> [DESCRIPTION OF THE TASK]:
Reproduce every line in the material below that holds "touching".

DATA SHOWN section start

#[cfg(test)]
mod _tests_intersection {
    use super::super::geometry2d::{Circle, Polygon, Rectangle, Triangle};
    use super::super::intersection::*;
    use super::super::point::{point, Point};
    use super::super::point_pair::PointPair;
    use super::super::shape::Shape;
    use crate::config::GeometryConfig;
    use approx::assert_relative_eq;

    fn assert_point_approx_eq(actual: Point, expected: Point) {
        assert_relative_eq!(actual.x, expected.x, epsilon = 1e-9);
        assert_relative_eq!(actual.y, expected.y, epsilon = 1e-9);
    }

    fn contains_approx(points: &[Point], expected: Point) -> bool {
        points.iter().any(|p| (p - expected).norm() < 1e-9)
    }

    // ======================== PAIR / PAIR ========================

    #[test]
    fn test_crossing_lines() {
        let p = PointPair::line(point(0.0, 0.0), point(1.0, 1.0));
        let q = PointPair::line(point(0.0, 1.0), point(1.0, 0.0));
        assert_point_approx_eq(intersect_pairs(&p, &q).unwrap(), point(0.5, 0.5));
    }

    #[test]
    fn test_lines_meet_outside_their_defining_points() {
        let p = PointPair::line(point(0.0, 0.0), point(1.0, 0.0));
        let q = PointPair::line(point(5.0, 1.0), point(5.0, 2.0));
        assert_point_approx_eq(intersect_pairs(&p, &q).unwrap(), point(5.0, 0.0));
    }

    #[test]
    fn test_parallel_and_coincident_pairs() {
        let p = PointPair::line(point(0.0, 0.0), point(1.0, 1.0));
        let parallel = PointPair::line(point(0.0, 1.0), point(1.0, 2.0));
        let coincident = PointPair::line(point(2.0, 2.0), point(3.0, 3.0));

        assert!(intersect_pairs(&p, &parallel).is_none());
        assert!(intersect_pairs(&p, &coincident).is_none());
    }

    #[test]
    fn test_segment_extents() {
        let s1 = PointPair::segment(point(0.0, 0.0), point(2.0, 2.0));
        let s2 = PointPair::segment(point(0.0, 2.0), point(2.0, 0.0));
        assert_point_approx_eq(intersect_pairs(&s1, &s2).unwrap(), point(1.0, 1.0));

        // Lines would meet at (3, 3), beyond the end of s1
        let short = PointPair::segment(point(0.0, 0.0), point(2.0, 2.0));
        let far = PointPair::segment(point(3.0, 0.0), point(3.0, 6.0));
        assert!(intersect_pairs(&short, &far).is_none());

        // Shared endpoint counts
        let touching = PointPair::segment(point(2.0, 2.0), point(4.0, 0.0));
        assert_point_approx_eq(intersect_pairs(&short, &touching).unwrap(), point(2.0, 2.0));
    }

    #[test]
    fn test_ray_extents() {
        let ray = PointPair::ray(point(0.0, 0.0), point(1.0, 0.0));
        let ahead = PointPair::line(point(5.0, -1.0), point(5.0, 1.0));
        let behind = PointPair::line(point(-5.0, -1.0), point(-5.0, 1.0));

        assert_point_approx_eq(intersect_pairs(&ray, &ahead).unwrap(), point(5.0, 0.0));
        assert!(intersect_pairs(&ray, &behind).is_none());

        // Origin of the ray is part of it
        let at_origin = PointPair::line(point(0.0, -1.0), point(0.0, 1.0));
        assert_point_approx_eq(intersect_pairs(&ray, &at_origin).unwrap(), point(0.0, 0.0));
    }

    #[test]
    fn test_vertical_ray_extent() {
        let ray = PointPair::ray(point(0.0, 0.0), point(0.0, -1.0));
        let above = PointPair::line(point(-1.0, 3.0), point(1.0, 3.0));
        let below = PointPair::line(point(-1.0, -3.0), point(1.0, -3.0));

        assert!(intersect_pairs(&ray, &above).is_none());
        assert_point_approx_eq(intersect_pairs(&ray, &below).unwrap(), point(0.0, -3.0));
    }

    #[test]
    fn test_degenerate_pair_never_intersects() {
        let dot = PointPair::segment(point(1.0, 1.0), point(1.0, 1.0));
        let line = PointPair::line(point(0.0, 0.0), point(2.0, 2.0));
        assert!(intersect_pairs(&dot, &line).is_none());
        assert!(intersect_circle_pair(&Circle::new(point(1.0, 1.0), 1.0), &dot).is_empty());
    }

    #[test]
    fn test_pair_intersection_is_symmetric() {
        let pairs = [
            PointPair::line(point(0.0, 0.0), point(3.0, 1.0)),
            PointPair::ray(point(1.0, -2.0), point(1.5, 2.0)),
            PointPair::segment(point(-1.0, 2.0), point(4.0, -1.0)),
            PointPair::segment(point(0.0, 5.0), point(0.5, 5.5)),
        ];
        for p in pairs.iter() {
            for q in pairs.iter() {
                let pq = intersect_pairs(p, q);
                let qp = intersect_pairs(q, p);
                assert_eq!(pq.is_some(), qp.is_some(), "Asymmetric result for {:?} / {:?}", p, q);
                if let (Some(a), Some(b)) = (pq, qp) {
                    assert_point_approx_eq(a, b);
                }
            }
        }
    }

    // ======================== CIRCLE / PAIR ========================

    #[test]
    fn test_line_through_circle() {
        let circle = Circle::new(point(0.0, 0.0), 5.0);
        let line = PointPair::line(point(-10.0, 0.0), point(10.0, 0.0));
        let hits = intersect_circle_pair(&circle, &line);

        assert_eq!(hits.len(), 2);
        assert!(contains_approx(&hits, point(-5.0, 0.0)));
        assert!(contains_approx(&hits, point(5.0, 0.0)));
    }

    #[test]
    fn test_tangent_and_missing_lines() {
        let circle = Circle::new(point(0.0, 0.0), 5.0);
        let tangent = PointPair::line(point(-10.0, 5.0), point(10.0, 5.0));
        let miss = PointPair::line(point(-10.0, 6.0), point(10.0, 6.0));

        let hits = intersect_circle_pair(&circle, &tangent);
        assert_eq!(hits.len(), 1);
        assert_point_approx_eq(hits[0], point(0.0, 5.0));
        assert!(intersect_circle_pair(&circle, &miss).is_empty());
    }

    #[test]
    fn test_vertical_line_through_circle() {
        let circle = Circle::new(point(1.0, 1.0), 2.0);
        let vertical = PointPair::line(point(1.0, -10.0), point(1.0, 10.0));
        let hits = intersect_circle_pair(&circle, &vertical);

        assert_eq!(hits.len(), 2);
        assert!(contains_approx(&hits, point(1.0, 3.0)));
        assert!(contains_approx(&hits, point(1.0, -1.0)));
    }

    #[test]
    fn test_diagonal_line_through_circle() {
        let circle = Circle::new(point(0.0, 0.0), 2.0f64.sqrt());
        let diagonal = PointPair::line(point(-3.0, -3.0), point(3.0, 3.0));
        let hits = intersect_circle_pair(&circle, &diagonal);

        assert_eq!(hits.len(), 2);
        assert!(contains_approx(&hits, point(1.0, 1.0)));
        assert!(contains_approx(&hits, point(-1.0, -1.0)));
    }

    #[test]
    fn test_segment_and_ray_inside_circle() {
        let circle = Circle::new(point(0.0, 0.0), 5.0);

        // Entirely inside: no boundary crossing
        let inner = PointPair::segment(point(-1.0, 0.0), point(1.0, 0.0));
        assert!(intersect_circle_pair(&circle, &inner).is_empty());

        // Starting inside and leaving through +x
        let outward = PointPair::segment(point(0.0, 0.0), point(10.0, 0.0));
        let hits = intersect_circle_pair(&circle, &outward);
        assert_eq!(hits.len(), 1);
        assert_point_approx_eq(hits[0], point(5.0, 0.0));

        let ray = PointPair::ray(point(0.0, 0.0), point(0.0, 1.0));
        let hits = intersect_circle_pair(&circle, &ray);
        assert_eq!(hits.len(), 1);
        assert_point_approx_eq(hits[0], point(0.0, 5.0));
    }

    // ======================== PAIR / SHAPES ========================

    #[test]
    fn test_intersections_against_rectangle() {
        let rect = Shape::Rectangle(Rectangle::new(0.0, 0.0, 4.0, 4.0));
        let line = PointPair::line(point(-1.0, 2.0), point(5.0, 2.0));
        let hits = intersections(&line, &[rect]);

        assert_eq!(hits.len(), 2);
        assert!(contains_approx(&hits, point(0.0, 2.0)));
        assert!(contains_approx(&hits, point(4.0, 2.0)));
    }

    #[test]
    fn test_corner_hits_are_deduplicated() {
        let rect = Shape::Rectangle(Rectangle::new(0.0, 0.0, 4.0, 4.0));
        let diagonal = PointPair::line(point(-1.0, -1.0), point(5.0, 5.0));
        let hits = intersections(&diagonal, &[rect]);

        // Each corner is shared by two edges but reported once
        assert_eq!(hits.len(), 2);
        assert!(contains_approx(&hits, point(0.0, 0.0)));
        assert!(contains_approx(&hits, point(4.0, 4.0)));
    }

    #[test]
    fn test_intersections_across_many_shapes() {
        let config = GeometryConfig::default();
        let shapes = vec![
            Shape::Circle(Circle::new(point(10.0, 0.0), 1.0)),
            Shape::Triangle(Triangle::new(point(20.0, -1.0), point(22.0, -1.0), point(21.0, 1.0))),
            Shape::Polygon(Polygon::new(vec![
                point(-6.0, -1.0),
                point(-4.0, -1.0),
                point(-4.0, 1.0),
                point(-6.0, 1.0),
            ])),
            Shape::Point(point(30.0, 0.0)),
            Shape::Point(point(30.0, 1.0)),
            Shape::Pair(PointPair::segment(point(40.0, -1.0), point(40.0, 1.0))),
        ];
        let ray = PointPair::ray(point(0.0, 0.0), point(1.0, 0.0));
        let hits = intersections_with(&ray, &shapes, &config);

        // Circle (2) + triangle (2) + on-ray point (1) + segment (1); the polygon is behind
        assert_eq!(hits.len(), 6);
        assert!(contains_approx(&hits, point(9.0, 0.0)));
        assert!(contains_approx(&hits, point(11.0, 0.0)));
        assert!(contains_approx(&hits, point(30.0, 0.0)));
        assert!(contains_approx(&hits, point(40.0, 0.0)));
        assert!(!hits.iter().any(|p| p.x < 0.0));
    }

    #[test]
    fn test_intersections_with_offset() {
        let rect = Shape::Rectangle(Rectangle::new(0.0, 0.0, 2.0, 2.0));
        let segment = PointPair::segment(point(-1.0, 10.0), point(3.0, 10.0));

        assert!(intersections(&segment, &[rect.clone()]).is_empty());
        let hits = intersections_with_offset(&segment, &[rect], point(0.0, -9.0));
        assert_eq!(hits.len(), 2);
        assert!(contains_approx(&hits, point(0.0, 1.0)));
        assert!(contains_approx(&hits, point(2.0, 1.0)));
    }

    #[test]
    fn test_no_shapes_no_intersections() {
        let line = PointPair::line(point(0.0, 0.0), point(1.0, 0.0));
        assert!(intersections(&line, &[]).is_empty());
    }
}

DATA SHOWN section end
DATA SHOWN section start

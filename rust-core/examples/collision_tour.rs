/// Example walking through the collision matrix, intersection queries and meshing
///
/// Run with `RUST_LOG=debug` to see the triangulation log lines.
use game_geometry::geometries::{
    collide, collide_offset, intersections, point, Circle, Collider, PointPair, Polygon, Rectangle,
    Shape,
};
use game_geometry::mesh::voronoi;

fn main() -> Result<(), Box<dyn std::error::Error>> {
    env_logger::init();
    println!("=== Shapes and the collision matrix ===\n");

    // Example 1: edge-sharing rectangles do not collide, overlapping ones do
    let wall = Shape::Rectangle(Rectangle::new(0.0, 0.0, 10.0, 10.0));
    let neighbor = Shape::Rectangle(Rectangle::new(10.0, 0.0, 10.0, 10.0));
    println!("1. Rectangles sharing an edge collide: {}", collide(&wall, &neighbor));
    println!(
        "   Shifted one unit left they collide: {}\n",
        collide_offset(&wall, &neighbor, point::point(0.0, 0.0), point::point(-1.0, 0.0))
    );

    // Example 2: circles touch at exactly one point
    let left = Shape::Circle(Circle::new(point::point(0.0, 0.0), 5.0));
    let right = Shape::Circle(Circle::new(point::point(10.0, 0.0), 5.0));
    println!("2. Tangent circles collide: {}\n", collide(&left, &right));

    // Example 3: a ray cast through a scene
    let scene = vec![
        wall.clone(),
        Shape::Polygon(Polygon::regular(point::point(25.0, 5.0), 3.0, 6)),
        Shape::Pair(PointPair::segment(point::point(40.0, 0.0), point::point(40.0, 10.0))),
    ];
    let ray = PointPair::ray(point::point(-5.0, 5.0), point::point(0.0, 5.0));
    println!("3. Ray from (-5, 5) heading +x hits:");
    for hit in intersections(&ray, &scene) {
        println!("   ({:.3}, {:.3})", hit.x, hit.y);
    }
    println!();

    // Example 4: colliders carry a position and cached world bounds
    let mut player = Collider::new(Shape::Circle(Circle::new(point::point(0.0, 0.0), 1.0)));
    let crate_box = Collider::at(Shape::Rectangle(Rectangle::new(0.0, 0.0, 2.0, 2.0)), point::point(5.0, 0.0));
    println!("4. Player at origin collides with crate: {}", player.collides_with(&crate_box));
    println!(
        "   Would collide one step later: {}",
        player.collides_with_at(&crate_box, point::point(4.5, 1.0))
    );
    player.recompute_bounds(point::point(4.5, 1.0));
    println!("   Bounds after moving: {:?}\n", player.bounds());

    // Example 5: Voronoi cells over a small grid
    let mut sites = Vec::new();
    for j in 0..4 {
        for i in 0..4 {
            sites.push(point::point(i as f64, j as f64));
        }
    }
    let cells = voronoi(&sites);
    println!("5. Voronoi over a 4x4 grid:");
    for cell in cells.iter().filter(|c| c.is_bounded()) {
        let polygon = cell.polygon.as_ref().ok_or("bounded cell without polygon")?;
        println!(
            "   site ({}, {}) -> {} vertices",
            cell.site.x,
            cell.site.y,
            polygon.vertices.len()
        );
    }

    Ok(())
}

DATA SHOWN section end

> [YOUR RESPONSE]:
        let touching = PointPair::segment(point(2.0, 2.0), point(4.0, 0.0));
        assert_point_approx_eq(intersect_pairs(&short, &touching).unwrap(), point(2.0, 2.0));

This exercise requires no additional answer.